» Exercise objective
Reprint every entry, character for character.

(Stored data entries)
──────────

//! `describe_table` tool.

use tracing::debug;

use super::{Arguments, ToolDefinition, ToolError, required_str, string_schema};
use crate::sql::SqlService;

pub(super) fn definition() -> ToolDefinition {
    ToolDefinition {
        name: "describe_table",
        description: "View schema information for a specific table",
        input_schema: string_schema("table_name", "Name of table to describe"),
    }
}

pub(super) async fn handle(service: &SqlService, args: &Arguments) -> Result<String, ToolError> {
    let table_name = required_str(args, "table_name")?;
    debug!(table_name, "executing describe_table");

    let columns = service.describe_table(table_name).await?;
    Ok(serde_json::to_string(&columns)?)
}

#[cfg(test)]
mod tests {
    use super::*;
    use serde_json::{Value, json};

    #[tokio::test]
    async fn test_describes_columns() {
        let service = SqlService::memory().unwrap();
        service
            .execute_batch("CREATE TABLE users (id INTEGER PRIMARY KEY, email TEXT NOT NULL DEFAULT 'none')")
            .await
            .unwrap();

        let args = json!({ "table_name": "users" }).as_object().cloned().unwrap();
        let text = handle(&service, &args).await.unwrap();
        let columns: Value = serde_json::from_str(&text).unwrap();

        assert_eq!(columns[0]["name"], "id");
        assert_eq!(columns[0]["type"], "INTEGER");
        assert_eq!(columns[0]["primary_key"], true);
        assert_eq!(columns[1]["name"], "email");
        assert_eq!(columns[1]["not_null"], true);
        assert_eq!(columns[1]["default"], "'none'");
    }

    #[tokio::test]
    async fn test_requires_table_name() {
        let service = SqlService::memory().unwrap();
        let err = handle(&service, &Arguments::new()).await.unwrap_err();
        assert_eq!(err.to_string(), "table_name parameter is required");
    }
}
//! Database seam for the write engine.
//!
//! The engine only needs two capabilities from the shared handle: run a
//! statement directly, and open a transaction scope that can run statements
//! and then be committed or rolled back. SQLite implements both in
//! `crate::sql::sqlite`; tests use scripted fakes.

use anyhow::Result;

use super::outcome::ExecSummary;

/// A shared database handle the engine executes against.
pub trait Connection {
    /// Transaction scope borrowed from this connection.
    type Scope<'a>: Scope
    where
        Self: 'a;

    /// Executes one statement outside any transaction.
    ///
    /// # Errors
    ///
    /// Returns an error if the database rejects the statement.
    fn execute(&self, sql: &str) -> Result<ExecSummary>;

    /// Opens a new transaction scope.
    ///
    /// # Errors
    ///
    /// Returns an error if the database cannot start a transaction.
    fn begin(&self) -> Result<Self::Scope<'_>>;
}

/// An open transaction. Consumed by `commit` or `rollback`.
pub trait Scope {
    /// Executes one statement inside the transaction.
    ///
    /// # Errors
    ///
    /// Returns an error if the database rejects the statement.
    fn execute(&self, sql: &str) -> Result<ExecSummary>;

    /// Commits the transaction.
    ///
    /// # Errors
    ///
    /// Returns an error if the commit fails.
    fn commit(self) -> Result<()>;

    /// Rolls the transaction back.
    ///
    /// # Errors
    ///
    /// Returns an error if the rollback fails.
    fn rollback(self) -> Result<()>;
}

──────────

» Response for this exercise
//! `describe_table` tool.

use tracing::debug;

use super::{Arguments, ToolDefinition, ToolError, required_str, string_schema};
use crate::sql::SqlService;

pub(super) fn definition() -> ToolDefinition {
    ToolDefinition {
        name: "describe_table",
        description: "View schema information for a specific table",
        input_schema: string_schema("table_name", "Name of table to describe"),
    }
}

pub(super) async fn handle(service: &SqlService, args: &Arguments) -> Result<String, ToolError> {
    let table_name = required_str(args, "table_name")?;
    debug!(table_name, "executing describe_table");

    let columns = service.describe_table(table_name).await?;
    Ok(serde_json::to_string(&columns)?)
}

#[cfg(test)]
mod tests {
    use super::*;
    use serde_json::{Value, json};

    #[tokio::test]
    async fn test_describes_columns() {
        let service = SqlService::memory().unwrap();
        service
            .execute_batch("CREATE TABLE users (id INTEGER PRIMARY KEY, email TEXT NOT NULL DEFAULT 'none')")
            .await
            .unwrap();

        let args = json!({ "table_name": "users" }).as_object().cloned().unwrap();
        let text = handle(&service, &args).await.unwrap();
        let columns: Value = serde_json::from_str(&text).unwrap();

        assert_eq!(columns[0]["name"], "id");
        assert_eq!(columns[0]["type"], "INTEGER");
        assert_eq!(columns[0]["primary_key"], true);
        assert_eq!(columns[1]["name"], "email");
        assert_eq!(columns[1]["not_null"], true);
        assert_eq!(columns[1]["default"], "'none'");
    }

    #[tokio::test]
    async fn test_requires_table_name() {
        let service = SqlService::memory().unwrap();
        let err = handle(&service, &Arguments::new()).await.unwrap_err();
        assert_eq!(err.to_string(), "table_name parameter is required");
    }
}
//! Database seam for the write engine.
//!
//! The engine only needs two capabilities from the shared handle: run a
//! statement directly, and open a transaction scope that can run statements
//! and then be committed or rolled back. SQLite implements both in
//! `crate::sql::sqlite`; tests use scripted fakes.

use anyhow::Result;

use super::outcome::ExecSummary;

/// A shared database handle the engine executes against.
pub trait Connection {
    /// Transaction scope borrowed from this connection.
    type Scope<'a>: Scope
    where
        Self: 'a;

    /// Executes one statement outside any transaction.
    ///
    /// # Errors
    ///
    /// Returns an error if the database rejects the statement.
    fn execute(&self, sql: &str) -> Result<ExecSummary>;

    /// Opens a new transaction scope.
    ///
    /// # Errors
    ///
    /// Returns an error if the database cannot start a transaction.
    fn begin(&self) -> Result<Self::Scope<'_>>;
}

/// An open transaction. Consumed by `commit` or `rollback`.
pub trait Scope {
    /// Executes one statement inside the transaction.
    ///
    /// # Errors
    ///
    /// Returns an error if the database rejects the statement.
    fn execute(&self, sql: &str) -> Result<ExecSummary>;

    /// Commits the transaction.
    ///
    /// # Errors
    ///
    /// Returns an error if the commit fails.
    fn commit(self) -> Result<()>;

    /// Rolls the transaction back.
    ///
    /// # Errors
    ///
    /// Returns an error if the rollback fails.
    fn rollback(self) -> Result<()>;
}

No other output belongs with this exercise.